Pero unirte con los indígenas y defender lo que ellos defienden no significa defenderlos. Tenemos el caso de Julián Arangüena que muy pesar que defendía el “Toropukllay”, ya que lo consideraba tradición imborrable, era un completo bárbaro con los indígenas. No tenía piedad e incluso de cierta manera se divertía exponiéndolos al peligro como cuando fueron a capturar al legendario Misitu y le disparó al caballo de uno de sus sirvientes. Sin embargo, Puquio no pecaba de tonto, se cuenta en la historia de Arguedas las grandes proezas que lograron cada vez que se unían por un mismo objetivo, como es el caso cuando construyeron una plaza o una increíble carretera de más de 60 kilómetros que unía su pueblo con Lima.

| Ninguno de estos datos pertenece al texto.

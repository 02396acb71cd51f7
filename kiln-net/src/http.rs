// kiln-net/src/http.rs
use std::path::Path;
use std::time::Duration;

use async_trait::async_trait;
use futures::StreamExt;
use kiln_common::error::{KilnError, Result};
use kiln_common::SourceTransport;
use reqwest::header::{HeaderMap, HeaderValue, ACCEPT, USER_AGENT};
use reqwest::{Client, StatusCode};
use tokio::io::AsyncWriteExt;
use tokio_util::sync::CancellationToken;
use tracing::{debug, error};

const DOWNLOAD_TIMEOUT_SECS: u64 = 300;
const CONNECT_TIMEOUT_SECS: u64 = 30;
const MAX_REDIRECTS: usize = 10;
const USER_AGENT_STRING: &str = concat!("kiln/", env!("CARGO_PKG_VERSION"), " (formula builder)");

/// Streams `http(s)://` sources to disk.
#[derive(Debug, Clone)]
pub struct HttpTransport {
    client: Client,
}

impl HttpTransport {
    pub fn new() -> Result<Self> {
        Ok(Self {
            client: build_http_client()?,
        })
    }
}

fn build_http_client() -> Result<Client> {
    let mut headers = HeaderMap::new();
    headers.insert(USER_AGENT, HeaderValue::from_static(USER_AGENT_STRING));
    headers.insert(ACCEPT, HeaderValue::from_static("*/*"));
    Client::builder()
        .timeout(Duration::from_secs(DOWNLOAD_TIMEOUT_SECS))
        .connect_timeout(Duration::from_secs(CONNECT_TIMEOUT_SECS))
        .default_headers(headers)
        .redirect(reqwest::redirect::Policy::limited(MAX_REDIRECTS))
        .build()
        .map_err(|e| KilnError::Generic(format!("Failed to build HTTP client: {e}")))
}

/// Server errors and throttling may clear up; other statuses will not.
pub fn status_is_transient(status: StatusCode) -> bool {
    status.is_server_error()
        || status == StatusCode::TOO_MANY_REQUESTS
        || status == StatusCode::REQUEST_TIMEOUT
}

fn request_error(url: &str, e: &reqwest::Error) -> KilnError {
    let transient = e.is_timeout() || e.is_connect() || e.is_body() || e.is_request();
    KilnError::Fetch {
        url: url.to_string(),
        transient,
        reason: e.to_string(),
    }
}

#[async_trait]
impl SourceTransport for HttpTransport {
    async fn download(&self, url: &str, dest: &Path, cancel: &CancellationToken) -> Result<u64> {
        debug!("GET {}", url);
        let response = tokio::select! {
            r = self.client.get(url).send() => r.map_err(|e| {
                debug!("HTTP request failed for {url}: {e}");
                request_error(url, &e)
            })?,
            _ = cancel.cancelled() => return Err(KilnError::Cancelled),
        };

        let status = response.status();
        debug!("Received HTTP status: {} for {}", status, url);
        if !status.is_success() {
            error!("HTTP error {} for URL {}", status, url);
            return Err(KilnError::Fetch {
                url: url.to_string(),
                transient: status_is_transient(status),
                reason: match status {
                    StatusCode::NOT_FOUND => "resource not found (404)".to_string(),
                    StatusCode::FORBIDDEN => "access forbidden (403)".to_string(),
                    other => format!("HTTP status {other}"),
                },
            });
        }

        let mut file = tokio::fs::File::create(dest).await?;
        let mut stream = response.bytes_stream();
        let mut written = 0u64;
        loop {
            let chunk = tokio::select! {
                c = stream.next() => c,
                _ = cancel.cancelled() => return Err(KilnError::Cancelled),
            };
            match chunk {
                Some(Ok(bytes)) => {
                    file.write_all(&bytes).await?;
                    written += bytes.len() as u64;
                }
                Some(Err(e)) => return Err(request_error(url, &e)),
                None => break,
            }
        }
        file.flush().await?;
        file.sync_all().await?;
        debug!("Downloaded {} bytes from {} to {}", written, url, dest.display());
        Ok(written)
    }
}

#[cfg(test)]
mod tests {
    use tempfile::TempDir;
    use tokio::io::AsyncReadExt;
    use tokio::net::TcpListener;

    use super::*;

    /// Serves exactly one canned response on a loopback port.
    async fn serve_once(status_line: &'static str, body: &'static [u8]) -> String {
        let listener = TcpListener::bind("127.0.0.1:0").await.unwrap();
        let addr = listener.local_addr().unwrap();
        tokio::spawn(async move {
            let (mut sock, _) = listener.accept().await.unwrap();
            let mut buf = vec![0u8; 4096];
            let _ = sock.read(&mut buf).await;
            let head = format!(
                "HTTP/1.1 {status_line}\r\ncontent-length: {}\r\nconnection: close\r\n\r\n",
                body.len()
            );
            sock.write_all(head.as_bytes()).await.unwrap();
            sock.write_all(body).await.unwrap();
            sock.shutdown().await.unwrap();
        });
        format!("http://{addr}/guise-0.1.0.tar.gz")
    }

    #[tokio::test]
    async fn streams_body_to_disk() {
        let url = serve_once("200 OK", b"tarball bytes").await;
        let dir = TempDir::new().unwrap();
        let dest = dir.path().join("out");
        let n = HttpTransport::new()
            .unwrap()
            .download(&url, &dest, &CancellationToken::new())
            .await
            .unwrap();
        assert_eq!(n, 13);
        assert_eq!(std::fs::read(&dest).unwrap(), b"tarball bytes");
    }

    #[tokio::test]
    async fn classifies_failures() {
        let dir = TempDir::new().unwrap();
        let transport = HttpTransport::new().unwrap();

        let url = serve_once("503 Service Unavailable", b"").await;
        let err = transport
            .download(&url, &dir.path().join("a"), &CancellationToken::new())
            .await
            .unwrap_err();
        assert!(err.is_transient());

        let url = serve_once("404 Not Found", b"").await;
        let err = transport
            .download(&url, &dir.path().join("b"), &CancellationToken::new())
            .await
            .unwrap_err();
        assert!(!err.is_transient());
        assert_eq!(err.exit_code(), 4);
    }
}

Casi al final de la obra, y con el Misitu en la corrida, el pueblo, en la cara de los mistis, logran imponer su cultura, su tradición, o como dijo Don Pancho Jiménez: “La esencia de Puquio”. Pero no debemos limitarnos a eso, esa “victoria” representa más que una corrida, representa un inicio de lucha por la igualdad, no solo para ellos, sino para todos esos indígenas que habitaban en la costa, sierra y selva y que constantemente son marginados. Se dejaron de intimidar por alguien quien es todo menos superior y construyeron una carretera al progreso.
Decir Arguedas es más que hablar de indigenismo, es hablar de lucha, de igualdad, de derechos. Y no debe ser olvidado. En sus obras retrata perfectamente la situación del indígena marginado por alguien que cree que es superior solo por su color de piel, por su dinero o por su “intelecto”. Si aceptáramos esa realidad seríamos cómplices de aquella injusticia. Al final, los mistis solo mostraban la pobreza de corazón y la abundante intolerancia que poseían por aquellos que eran distintos. No obstante, los puquianos no se quedaron de brazos cruzados y lucharon por aquello que se les fue arrebatado, porque ese día Puquio ganó más que un espectáculo, ganó progreso personal, desarrollo y amor por lo suyo.